Showing posts with label stress. Show all posts
Showing posts with label stress. Show all posts

Tuesday, January 21, 2020

Panic Attacks and College

I have panic attacks. Sometimes they happen when I'm doing the most mundane thing. For example: I can be doing homework and suddenly it will hit. I will worry about everyone I know, all the homework due, my Capstone project, and everything else I need to do this semester.

It is not a conscious choice. I usually breath heavily, my heart flutters like it wants to stop beating, my vision tunnels, and I need to sit very still. Sometimes I need to lay down, sometimes I need to knit, sometimes I need to sleep. At night, I usually pray as hard as I can until it's gone. That is generally the principle during the day as well.

How do I manage this in class? I start to doodle usually, or I focus on something else. Sometimes it is someone else's conversation, praying for someone elses problems, texting someone if it's before class or after class, or using other distraction techniques. Sometimes I also sit in the bathroom doing deep breathing exercises until it passes.
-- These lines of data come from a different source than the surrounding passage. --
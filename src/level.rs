use crate::error::LevelParseError;
use serde::Serialize;
use std::fmt;
use std::str::FromStr;

/// Severity of a log record, ordered `Debug < Info < Warning < Error`.
#[derive(Debug, Clone, Copy, PartialEq, Eq, PartialOrd, Ord, Hash, Serialize)]
#[serde(rename_all = "UPPERCASE")]
pub enum Level {
    Debug,
    Info,
    Warning,
    Error,
}

impl Level {
    /// Canonical upper-case name as written to every sink.
    pub fn as_str(&self) -> &'static str {
        match self {
            Level::Debug => "DEBUG",
            Level::Info => "INFO",
            Level::Warning => "WARNING",
            Level::Error => "ERROR",
        }
    }

    /// Parse a level name, falling back to [`Level::Info`] for anything
    /// unrecognised.
    pub fn parse_or_info(name: &str) -> Level {
        name.parse().unwrap_or(Level::Info)
    }
}

impl fmt::Display for Level {
    fn fmt(&self, f: &mut fmt::Formatter<'_>) -> fmt::Result {
        f.write_str(self.as_str())
    }
}

impl FromStr for Level {
    type Err = LevelParseError;

    fn from_str(s: &str) -> Result<Self, Self::Err> {
        match s.trim().to_ascii_uppercase().as_str() {
            "DEBUG" => Ok(Level::Debug),
            "INFO" => Ok(Level::Info),
            "WARN" | "WARNING" => Ok(Level::Warning),
            "ERROR" => Ok(Level::Error),
            _ => Err(LevelParseError(s.to_string())),
        }
    }
}

impl From<&tracing::Level> for Level {
    fn from(level: &tracing::Level) -> Self {
        match *level {
            tracing::Level::TRACE | tracing::Level::DEBUG => Level::Debug,
            tracing::Level::INFO => Level::Info,
            tracing::Level::WARN => Level::Warning,
            tracing::Level::ERROR => Level::Error,
        }
    }
}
This semester I've already had 4 panic attacks. I could use prayers and if anyone has any techniques, I would be glad to hear them. 

Tuesday, November 5, 2019

Why I'm considering a different major

I started questioning if I wanted to be an interpreter this year. I have been in my classes and struggled with them since I got here. I have noticed an early burn out in myself and I am not sure I can handle this major as it stands. Here are some reasons why:

1. I am an introvert and this program chews us up and spits us out.
2. I've been struggling with my mental health since the second semester of my first year when I was sexually harassed. Then I was in a toxic situation with a roommate the next semester that sent me in a downward spiral that I've been struggling to get out of since.
3. I only ever wanted communication. I never wanted anything more than that. Interpreting was other people's dream for me. I convinced myself it was my own.
4. I can still work with Deaf people, I just am not sure this major is right for me.
5. I can't afford college.

The ones that have affected me the most are numbers 1, 2, and 3. The last two are important, but not as important as the first three. The hardest part about this will be telling my dad. My dad is my hero, I respect him. But the problem is, he tends to take things too personally. So, I already told my mom. She supports me in whatever I do. I am writing a letter to my dad because that's easier for him to read through. Sometimes certain tones or looks makes him feel challenged even though that's not what my intent is. Letters are easier and less intimidating.

I know I'm about to be the biggest disappointment there is. But I guess my therapist can hear all about it while I'm still here. 

Monday, October 28, 2019

My lisp and how it effects my classwork

If I'm honest this bothers me more than it should. I have a lisp that will sometimes manifest itself under times of extreme stress. I had an exam for my Interpreting class and got my grade back this weekend. One of the feedbacks I got was that sometimes my speech was unclear. This was after I explained what probably happened in my analysis. I can pinpoint exactly where my speech was unclear because I could hear my lisp. 

To be clear, I got a 57 on the test and now have a failing grade in the class. We have 3 tests that are weighted very heavily. Most of my failing grade is because of production and not because of information missed. I got 80-90% of the information but my production wasn't the best. I spoke to fast and my lisp returned with a vengeance. 

I saw this grade this morning right before my ASL class. I was completely off, so much so that even the people I didn't know that well noticed. My teacher was also unusually gentle with me. I was extremely fragile at that moment. If she had been unkind I probably would've burst into tears. I also haven't felt well in almost a week.

So, today I called off work and my final class of the day. I went back to my grandfather's house, climbed into bed, and slept for 7 hours. I allowed my depression to take control momentarily and slept like the dead. My stomach is still achy, but my emotions are in slightly better shape than they were earlier. 

I also met with my advisor today and discussed a leave of absence. With my stomach issues and continuing medical problems, it may end up being a necessity. I'm just hoping I can even finish school. I've spent too long getting to this point and don't want to fail now.